Please repeat the records exactly from their first line, finishing at the line containing "(right to sell)" and including it.

[Dataset entries]
= = = =

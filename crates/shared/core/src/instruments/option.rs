use rust_decimal::Decimal;
use rust_decimal_macros::dec;
use serde::{Deserialize, Serialize};

use super::InstrumentId;
use crate::values::{ExpiryDate, Price};

/// Option right: Call (right to buy) or Put (right to sell)
#[derive(Debug, Clone, Copy, PartialEq, Eq, Hash, Serialize, Deserialize)]
pub enum OptionRight {
    Call,
    Put,
}

impl std::fmt::Display for OptionRight {
    fn fmt(&self, f: &mut std::fmt::Formatter<'_>) -> std::fmt::Result {
        match self {
            OptionRight::Call => write!(f, "C"),
            OptionRight::Put => write!(f, "P"),
        }
    }
}

/// Option exercise style
#[derive(Debug, Clone, Copy, Default, PartialEq, Eq, Hash, Serialize, Deserialize)]
pub enum OptionStyle {
    /// Can exercise any time before expiry
    #[default]
    American,
    /// Can only exercise at expiry
    European,
}

/// Quote fields carried alongside a contract in a chain snapshot
#[derive(Debug, Clone, Default, PartialEq, Eq, Serialize, Deserialize)]
pub struct OptionQuote {
    pub bid: Price,
    pub ask: Price,
    pub last: Price,
    #[serde(default)]
    pub volume: u64,
    #[serde(default)]
    pub open_interest: u64,
}

impl OptionQuote {
    /// Create a two-sided quote
    pub fn new(bid: Price, ask: Price) -> Self {
        Self {
            bid,
            ask,
            ..Default::default()
        }
    }

    /// Midpoint of bid/ask, falling back to last trade when one side is missing
    pub fn mid_price(&self) -> Price {
        if self.bid > Decimal::ZERO && self.ask > Decimal::ZERO {
            (self.bid + self.ask) / dec!(2)
        } else {
            self.last
        }
    }
}

/// An option contract as quoted in a chain (e.g. SPY 240119C00470000)
#[derive(Debug, Clone, PartialEq, Eq, Serialize, Deserialize)]
pub struct OptionContract {
    /// Contract identifier; always a derivative of the chain's underlying
    pub id: InstrumentId,
    /// Expiration date
    pub expiry: ExpiryDate,
    /// Strike price
    pub strike: Price,
    /// Call or put
    pub right: OptionRight,
    /// Exercise style
    #[serde(default)]
    pub style: OptionStyle,
    /// Contract multiplier (shares per contract)
    pub multiplier: Decimal,
    /// Latest quote for this contract
    #[serde(default)]
    pub quote: OptionQuote,
}

impl OptionContract {
    /// Create a new contract on `underlying`
    ///
    /// The symbol follows the OSI layout: root, expiry as `yymmdd`, right,
    /// and the strike times 1000 padded to eight digits.
    pub fn new(
        underlying: &InstrumentId,
        expiry: ExpiryDate,
        strike: Price,
        right: OptionRight,
    ) -> Self {
        let strike_code = (strike * dec!(1000)).trunc().to_string();
        let symbol = format!(
            "{} {}{}{:0>8}",
            underlying.as_str(),
            expiry.format("%y%m%d"),
            right,
            strike_code
        );

        Self {
            id: InstrumentId::derivative(symbol, underlying.clone()),
            expiry,
            strike,
            right,
            style: OptionStyle::American,
            multiplier: dec!(100),
            quote: OptionQuote::default(),
        }
    }

    /// Create with custom symbol
    pub fn with_symbol(mut self, symbol: impl Into<String>) -> Self {
        self.id.value = symbol.into();
        self
    }

    pub fn with_style(mut self, style: OptionStyle) -> Self {
        self.style = style;
        self
    }

    pub fn with_multiplier(mut self, mult: Decimal) -> Self {
        self.multiplier = mult;
        self
    }

    pub fn with_quote(mut self, quote: OptionQuote) -> Self {
        self.quote = quote;
        self
    }

    /// Contract symbol
    pub fn symbol(&self) -> &str {
        self.id.as_str()
    }

    /// Underlying instrument this contract is written on
    pub fn underlying(&self) -> Option<&InstrumentId> {
        self.id.underlying()
    }

    pub fn is_call(&self) -> bool {
        self.right == OptionRight::Call
    }

    pub fn is_put(&self) -> bool {
        self.right == OptionRight::Put
    }

    /// Check if option has expired; a contract still trades on its expiry date
    pub fn is_expired(&self, today: ExpiryDate) -> bool {
        today > self.expiry
    }

    /// Calendar days remaining until expiry (negative once expired)
    pub fn days_to_expiry(&self, today: ExpiryDate) -> i64 {
        (self.expiry - today).num_days()
    }

    /// Calculate intrinsic value per share
    pub fn intrinsic_value(&self, spot_price: Price) -> Decimal {
        match self.right {
            OptionRight::Call => (spot_price - self.strike).max(Decimal::ZERO),
            OptionRight::Put => (self.strike - spot_price).max(Decimal::ZERO),
        }
    }

    /// Check if option is in the money
    pub fn is_in_the_money(&self, spot_price: Price) -> bool {
        self.intrinsic_value(spot_price) > Decimal::ZERO
    }
}

impl std::fmt::Display for OptionContract {
    fn fmt(&self, f: &mut std::fmt::Formatter<'_>) -> std::fmt::Result {
        write!(f, "{}", self.id)
    }
}

#[cfg(test)]
mod tests {
    use super::*;
    use chrono::NaiveDate;

    fn jan19() -> ExpiryDate {
        NaiveDate::from_ymd_opt(2024, 1, 19).unwrap()
    }

    #[test]
    fn test_option_creation() {
        let spy = InstrumentId::new("SPY");
        let call = OptionContract::new(&spy, jan19(), dec!(470), OptionRight::Call);

        assert_eq!(call.symbol(), "SPY 240119C00470000");
        assert_eq!(call.underlying(), Some(&spy));
        assert_eq!(call.multiplier, dec!(100));
        assert_eq!(call.style, OptionStyle::American);
        assert!(call.is_call());
        assert!(!call.is_put());
    }

    #[test]
    fn test_builders() {
        let spx = InstrumentId::new("SPX");
        let weekly = OptionContract::new(&spx, jan19(), dec!(4800), OptionRight::Put)
            .with_symbol("SPXW 240119P04800000")
            .with_style(OptionStyle::European)
            .with_multiplier(dec!(100))
            .with_quote(OptionQuote::new(dec!(41.10), dec!(41.50)));

        assert_eq!(weekly.symbol(), "SPXW 240119P04800000");
        assert_eq!(weekly.underlying(), Some(&spx));
        assert_eq!(weekly.style, OptionStyle::European);
        assert_eq!(weekly.quote.mid_price(), dec!(41.30));
    }

    #[test]
    fn test_fractional_strike_symbol() {
        let spy = InstrumentId::new("SPY");
        let put = OptionContract::new(&spy, jan19(), dec!(452.5), OptionRight::Put);

        assert_eq!(put.symbol(), "SPY 240119P00452500");
    }

    #[test]
    fn test_call_intrinsic_value() {
        let call = OptionContract::new(&"SPY".into(), jan19(), dec!(470), OptionRight::Call);

        // ITM call
        assert_eq!(call.intrinsic_value(dec!(480)), dec!(10));
        // ATM call
        assert_eq!(call.intrinsic_value(dec!(470)), dec!(0));
        // OTM call
        assert_eq!(call.intrinsic_value(dec!(460)), dec!(0));
        assert!(call.is_in_the_money(dec!(480)));
    }

    #[test]
    fn test_put_intrinsic_value() {
        let put = OptionContract::new(&"SPY".into(), jan19(), dec!(470), OptionRight::Put);

        assert_eq!(put.intrinsic_value(dec!(480)), dec!(0));
        assert_eq!(put.intrinsic_value(dec!(455)), dec!(15));
        assert!(!put.is_in_the_money(dec!(470)));
    }

    #[test]
    fn test_option_expiry() {
        let call = OptionContract::new(&"SPY".into(), jan19(), dec!(470), OptionRight::Call);

        let before = NaiveDate::from_ymd_opt(2024, 1, 12).unwrap();
        let after = NaiveDate::from_ymd_opt(2024, 1, 20).unwrap();

        assert!(!call.is_expired(before));
        assert!(!call.is_expired(jan19()));
        assert!(call.is_expired(after));
        assert_eq!(call.days_to_expiry(before), 7);
        assert_eq!(call.days_to_expiry(after), -1);
    }

    #[test]
    fn test_mid_price() {
        let quote = OptionQuote::new(dec!(1.20), dec!(1.30));
        assert_eq!(quote.mid_price(), dec!(1.25));

        let one_sided = OptionQuote {
            bid: Decimal::ZERO,
            ask: dec!(0.05),
            last: dec!(0.03),
            ..Default::default()
        };
        assert_eq!(one_sided.mid_price(), dec!(0.03));
    }
}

= = = =

(Result of this exercise):
filename crates/shared/core/src/instruments/option.rs
use rust_decimal::Decimal;
use rust_decimal_macros::dec;
use serde::{Deserialize, Serialize};

use super::InstrumentId;
use crate::values::{ExpiryDate, Price};

/// Option right: Call (right to buy) or Put (right to sell)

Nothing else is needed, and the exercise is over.